**Instructions for the task**
The lines to copy are those in the records below that hold the word "HttpCallControl".

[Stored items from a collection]
□ □ □ □ □

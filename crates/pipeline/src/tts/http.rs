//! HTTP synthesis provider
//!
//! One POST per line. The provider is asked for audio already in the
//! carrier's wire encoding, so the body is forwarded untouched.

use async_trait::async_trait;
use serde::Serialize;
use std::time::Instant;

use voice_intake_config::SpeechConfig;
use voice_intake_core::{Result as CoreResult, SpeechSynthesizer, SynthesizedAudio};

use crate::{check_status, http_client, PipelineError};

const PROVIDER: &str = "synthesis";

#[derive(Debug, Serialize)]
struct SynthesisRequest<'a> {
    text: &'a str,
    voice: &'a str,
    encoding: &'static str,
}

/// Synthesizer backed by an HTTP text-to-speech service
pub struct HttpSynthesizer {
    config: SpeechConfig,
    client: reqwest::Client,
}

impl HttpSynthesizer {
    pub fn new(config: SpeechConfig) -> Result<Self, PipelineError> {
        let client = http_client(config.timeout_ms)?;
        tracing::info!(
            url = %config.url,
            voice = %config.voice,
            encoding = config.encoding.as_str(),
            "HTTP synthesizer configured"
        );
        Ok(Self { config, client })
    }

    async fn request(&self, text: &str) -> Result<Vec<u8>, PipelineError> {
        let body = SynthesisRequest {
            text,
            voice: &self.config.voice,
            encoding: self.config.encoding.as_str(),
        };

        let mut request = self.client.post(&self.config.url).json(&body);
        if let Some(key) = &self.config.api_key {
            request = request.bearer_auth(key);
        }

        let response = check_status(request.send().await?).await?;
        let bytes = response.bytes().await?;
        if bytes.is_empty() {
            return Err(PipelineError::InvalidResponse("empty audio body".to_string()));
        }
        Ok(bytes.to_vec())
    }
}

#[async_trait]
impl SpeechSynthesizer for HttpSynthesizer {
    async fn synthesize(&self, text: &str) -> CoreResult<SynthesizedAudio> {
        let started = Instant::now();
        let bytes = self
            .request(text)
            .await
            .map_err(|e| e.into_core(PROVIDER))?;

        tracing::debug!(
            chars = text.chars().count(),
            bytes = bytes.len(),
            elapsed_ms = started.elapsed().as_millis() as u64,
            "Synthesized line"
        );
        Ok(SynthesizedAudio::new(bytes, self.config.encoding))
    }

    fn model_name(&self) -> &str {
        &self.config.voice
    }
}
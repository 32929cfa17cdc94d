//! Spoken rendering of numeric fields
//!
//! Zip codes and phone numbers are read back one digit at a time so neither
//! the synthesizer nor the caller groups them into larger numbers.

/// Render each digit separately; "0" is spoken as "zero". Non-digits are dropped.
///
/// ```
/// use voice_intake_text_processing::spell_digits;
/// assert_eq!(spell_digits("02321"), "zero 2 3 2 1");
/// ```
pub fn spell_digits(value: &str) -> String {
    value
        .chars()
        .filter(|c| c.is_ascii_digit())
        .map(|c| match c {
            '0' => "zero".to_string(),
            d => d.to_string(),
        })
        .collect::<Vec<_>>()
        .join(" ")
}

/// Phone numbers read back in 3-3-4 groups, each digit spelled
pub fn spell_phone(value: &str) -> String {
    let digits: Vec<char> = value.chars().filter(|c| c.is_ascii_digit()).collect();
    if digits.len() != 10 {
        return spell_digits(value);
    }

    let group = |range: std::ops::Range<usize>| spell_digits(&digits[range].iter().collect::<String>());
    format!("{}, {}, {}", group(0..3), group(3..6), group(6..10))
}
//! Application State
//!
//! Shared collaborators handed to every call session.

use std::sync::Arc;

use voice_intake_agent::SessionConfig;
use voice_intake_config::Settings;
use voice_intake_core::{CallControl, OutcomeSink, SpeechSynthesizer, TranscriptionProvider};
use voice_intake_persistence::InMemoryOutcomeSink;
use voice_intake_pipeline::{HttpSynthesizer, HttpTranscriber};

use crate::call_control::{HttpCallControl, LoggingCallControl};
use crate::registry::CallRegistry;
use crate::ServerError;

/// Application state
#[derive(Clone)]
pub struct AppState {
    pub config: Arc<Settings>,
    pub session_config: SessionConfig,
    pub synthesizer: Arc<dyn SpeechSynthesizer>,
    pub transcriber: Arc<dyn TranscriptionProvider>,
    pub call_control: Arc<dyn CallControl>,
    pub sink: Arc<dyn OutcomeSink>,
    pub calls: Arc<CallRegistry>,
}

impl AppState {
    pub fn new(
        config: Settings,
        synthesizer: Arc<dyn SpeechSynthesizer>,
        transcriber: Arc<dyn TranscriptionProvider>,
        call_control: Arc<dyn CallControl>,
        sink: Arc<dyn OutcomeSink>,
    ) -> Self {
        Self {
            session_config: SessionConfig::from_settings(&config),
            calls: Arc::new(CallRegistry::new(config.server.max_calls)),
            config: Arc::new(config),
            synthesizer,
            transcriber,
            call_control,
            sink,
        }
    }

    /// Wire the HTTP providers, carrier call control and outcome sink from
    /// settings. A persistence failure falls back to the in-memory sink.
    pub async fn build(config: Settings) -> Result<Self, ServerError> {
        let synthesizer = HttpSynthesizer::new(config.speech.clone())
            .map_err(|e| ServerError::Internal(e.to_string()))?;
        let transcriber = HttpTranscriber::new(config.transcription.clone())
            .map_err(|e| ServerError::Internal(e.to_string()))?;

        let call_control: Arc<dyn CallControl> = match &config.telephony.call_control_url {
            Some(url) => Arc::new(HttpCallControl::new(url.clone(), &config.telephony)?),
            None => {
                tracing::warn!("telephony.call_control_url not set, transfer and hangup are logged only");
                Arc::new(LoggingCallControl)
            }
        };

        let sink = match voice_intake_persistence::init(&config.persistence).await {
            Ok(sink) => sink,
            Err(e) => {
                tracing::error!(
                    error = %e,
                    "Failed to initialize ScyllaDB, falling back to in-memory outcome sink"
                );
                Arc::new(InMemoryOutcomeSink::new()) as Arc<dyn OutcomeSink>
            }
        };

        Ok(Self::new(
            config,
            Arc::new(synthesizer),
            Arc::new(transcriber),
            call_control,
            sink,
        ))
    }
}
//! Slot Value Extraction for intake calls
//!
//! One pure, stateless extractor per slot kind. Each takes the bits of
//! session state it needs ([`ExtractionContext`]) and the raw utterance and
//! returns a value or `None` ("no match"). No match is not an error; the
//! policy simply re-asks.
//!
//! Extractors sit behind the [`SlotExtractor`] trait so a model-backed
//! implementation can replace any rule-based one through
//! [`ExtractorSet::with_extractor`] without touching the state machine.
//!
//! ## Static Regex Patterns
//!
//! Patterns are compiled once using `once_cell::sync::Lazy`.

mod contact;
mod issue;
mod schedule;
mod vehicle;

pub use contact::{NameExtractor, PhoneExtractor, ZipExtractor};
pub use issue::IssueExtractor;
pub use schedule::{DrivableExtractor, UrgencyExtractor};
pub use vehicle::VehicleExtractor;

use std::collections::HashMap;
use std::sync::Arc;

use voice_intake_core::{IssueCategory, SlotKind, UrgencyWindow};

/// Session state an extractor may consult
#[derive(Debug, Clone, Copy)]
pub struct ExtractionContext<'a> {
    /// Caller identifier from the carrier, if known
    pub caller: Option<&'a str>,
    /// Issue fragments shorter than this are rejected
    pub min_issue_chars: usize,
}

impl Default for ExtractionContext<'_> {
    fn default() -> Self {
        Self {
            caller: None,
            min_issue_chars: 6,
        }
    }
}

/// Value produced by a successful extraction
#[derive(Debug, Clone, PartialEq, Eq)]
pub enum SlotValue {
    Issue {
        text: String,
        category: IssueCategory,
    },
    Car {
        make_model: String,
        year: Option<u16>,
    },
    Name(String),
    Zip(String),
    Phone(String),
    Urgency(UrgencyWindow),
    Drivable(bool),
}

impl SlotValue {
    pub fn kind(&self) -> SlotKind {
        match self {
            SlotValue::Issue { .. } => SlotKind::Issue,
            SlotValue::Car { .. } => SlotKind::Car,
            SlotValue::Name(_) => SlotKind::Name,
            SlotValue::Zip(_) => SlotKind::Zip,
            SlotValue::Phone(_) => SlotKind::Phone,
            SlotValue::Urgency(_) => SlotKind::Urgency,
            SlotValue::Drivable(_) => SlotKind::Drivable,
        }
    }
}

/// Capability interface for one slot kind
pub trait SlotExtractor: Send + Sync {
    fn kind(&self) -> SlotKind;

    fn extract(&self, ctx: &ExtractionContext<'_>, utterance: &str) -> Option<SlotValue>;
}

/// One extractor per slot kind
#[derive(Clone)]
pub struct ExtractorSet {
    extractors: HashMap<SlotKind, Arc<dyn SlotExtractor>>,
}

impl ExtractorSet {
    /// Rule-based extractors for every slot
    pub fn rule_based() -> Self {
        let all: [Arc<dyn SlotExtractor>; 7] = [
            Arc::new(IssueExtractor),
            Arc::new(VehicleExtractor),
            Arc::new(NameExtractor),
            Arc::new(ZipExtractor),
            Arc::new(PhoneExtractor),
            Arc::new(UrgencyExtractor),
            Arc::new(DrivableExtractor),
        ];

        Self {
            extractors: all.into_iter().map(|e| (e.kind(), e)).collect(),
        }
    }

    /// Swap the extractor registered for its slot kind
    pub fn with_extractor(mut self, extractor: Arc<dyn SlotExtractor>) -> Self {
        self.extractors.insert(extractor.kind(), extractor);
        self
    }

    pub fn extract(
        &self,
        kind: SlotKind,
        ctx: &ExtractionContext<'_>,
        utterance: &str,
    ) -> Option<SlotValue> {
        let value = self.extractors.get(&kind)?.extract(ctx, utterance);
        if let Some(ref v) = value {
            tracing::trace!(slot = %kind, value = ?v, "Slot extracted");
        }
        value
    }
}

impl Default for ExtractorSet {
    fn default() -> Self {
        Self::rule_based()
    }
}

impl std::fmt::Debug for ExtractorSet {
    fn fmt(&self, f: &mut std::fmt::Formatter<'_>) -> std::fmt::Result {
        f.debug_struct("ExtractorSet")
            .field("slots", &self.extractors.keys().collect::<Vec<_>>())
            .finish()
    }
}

□ □ □ □ □

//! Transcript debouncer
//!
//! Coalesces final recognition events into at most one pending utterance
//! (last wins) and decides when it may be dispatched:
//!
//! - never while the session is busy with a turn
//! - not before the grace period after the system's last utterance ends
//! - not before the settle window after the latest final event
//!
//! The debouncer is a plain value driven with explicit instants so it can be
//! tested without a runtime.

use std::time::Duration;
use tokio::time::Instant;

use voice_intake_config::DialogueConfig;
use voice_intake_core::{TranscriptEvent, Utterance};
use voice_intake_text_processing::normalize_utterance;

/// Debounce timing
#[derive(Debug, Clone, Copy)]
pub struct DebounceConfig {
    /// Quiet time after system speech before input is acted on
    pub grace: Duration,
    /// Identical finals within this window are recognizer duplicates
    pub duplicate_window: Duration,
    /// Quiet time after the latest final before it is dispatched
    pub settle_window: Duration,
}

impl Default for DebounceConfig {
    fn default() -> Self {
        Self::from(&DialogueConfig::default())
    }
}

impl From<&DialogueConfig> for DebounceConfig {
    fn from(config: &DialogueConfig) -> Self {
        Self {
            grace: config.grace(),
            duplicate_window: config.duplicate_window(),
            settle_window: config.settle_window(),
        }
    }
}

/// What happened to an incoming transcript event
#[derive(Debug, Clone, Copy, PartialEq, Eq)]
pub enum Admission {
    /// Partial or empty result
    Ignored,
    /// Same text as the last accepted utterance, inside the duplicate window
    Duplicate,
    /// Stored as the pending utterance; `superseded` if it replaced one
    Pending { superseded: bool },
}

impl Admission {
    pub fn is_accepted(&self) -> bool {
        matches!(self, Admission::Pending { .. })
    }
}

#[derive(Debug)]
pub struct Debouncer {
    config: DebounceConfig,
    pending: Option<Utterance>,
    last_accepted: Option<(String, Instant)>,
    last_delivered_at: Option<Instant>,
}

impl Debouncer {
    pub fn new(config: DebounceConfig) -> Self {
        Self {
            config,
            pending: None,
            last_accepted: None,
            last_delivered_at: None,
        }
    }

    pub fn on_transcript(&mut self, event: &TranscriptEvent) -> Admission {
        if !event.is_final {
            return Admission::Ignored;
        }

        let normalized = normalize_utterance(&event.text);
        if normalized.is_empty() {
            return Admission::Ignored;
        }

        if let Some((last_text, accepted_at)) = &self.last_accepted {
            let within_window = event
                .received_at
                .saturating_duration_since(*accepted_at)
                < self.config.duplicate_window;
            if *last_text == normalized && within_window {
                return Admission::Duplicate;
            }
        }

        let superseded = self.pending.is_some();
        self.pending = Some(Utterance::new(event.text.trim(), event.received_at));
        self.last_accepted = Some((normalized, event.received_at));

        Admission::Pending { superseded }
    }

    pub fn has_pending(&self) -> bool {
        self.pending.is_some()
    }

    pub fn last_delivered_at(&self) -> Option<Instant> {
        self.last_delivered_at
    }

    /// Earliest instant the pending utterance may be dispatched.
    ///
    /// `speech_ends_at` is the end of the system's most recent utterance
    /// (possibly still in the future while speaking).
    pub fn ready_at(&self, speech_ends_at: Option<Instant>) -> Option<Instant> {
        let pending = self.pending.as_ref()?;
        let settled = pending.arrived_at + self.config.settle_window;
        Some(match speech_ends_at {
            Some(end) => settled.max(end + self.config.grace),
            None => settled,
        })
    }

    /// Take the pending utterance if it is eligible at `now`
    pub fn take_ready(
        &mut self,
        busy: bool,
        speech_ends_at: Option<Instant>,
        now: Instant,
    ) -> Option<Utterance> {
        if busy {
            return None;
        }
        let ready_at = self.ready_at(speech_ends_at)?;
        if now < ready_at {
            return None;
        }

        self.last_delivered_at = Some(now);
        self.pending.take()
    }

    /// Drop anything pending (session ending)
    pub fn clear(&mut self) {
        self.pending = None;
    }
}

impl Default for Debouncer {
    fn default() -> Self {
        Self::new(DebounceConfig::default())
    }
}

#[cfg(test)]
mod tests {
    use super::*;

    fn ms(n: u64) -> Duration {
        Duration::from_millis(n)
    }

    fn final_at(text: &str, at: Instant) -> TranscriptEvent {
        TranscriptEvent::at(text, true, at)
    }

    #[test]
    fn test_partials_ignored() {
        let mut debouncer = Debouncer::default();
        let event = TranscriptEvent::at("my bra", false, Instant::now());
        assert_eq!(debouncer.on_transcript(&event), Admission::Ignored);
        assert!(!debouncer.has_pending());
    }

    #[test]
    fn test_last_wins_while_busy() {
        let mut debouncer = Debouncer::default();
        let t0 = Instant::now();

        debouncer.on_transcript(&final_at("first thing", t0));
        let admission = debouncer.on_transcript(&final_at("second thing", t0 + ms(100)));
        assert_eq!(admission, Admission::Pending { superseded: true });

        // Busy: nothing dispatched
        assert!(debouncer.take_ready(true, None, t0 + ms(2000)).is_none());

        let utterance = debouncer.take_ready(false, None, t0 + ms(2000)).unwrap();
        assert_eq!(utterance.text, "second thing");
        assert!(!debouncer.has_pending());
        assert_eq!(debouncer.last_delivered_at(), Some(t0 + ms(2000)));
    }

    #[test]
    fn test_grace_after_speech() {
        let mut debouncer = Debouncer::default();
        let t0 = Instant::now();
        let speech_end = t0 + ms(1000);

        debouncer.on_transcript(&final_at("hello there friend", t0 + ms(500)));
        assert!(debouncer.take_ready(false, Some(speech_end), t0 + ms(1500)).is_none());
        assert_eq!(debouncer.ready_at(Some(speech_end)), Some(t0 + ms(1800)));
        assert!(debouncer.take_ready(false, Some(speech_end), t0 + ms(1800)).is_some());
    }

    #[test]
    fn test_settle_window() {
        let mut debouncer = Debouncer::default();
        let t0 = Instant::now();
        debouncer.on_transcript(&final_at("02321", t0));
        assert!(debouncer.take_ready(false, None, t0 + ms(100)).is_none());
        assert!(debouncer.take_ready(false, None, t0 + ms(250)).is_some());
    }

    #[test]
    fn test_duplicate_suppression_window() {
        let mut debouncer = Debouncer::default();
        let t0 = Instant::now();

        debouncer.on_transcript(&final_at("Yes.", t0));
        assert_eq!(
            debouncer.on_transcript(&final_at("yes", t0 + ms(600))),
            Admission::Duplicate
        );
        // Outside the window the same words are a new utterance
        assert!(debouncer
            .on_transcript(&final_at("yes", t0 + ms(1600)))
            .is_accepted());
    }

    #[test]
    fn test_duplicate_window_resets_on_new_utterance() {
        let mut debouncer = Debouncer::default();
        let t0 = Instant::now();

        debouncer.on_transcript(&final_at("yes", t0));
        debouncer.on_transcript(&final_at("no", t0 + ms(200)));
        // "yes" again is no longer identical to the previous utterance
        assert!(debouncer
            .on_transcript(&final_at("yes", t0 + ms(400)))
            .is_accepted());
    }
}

□ □ □ □ □

**Answer to this exercise**
use crate::call_control::{HttpCallControl, LoggingCallControl};
            Some(url) => Arc::new(HttpCallControl::new(url.clone(), &config.telephony)?),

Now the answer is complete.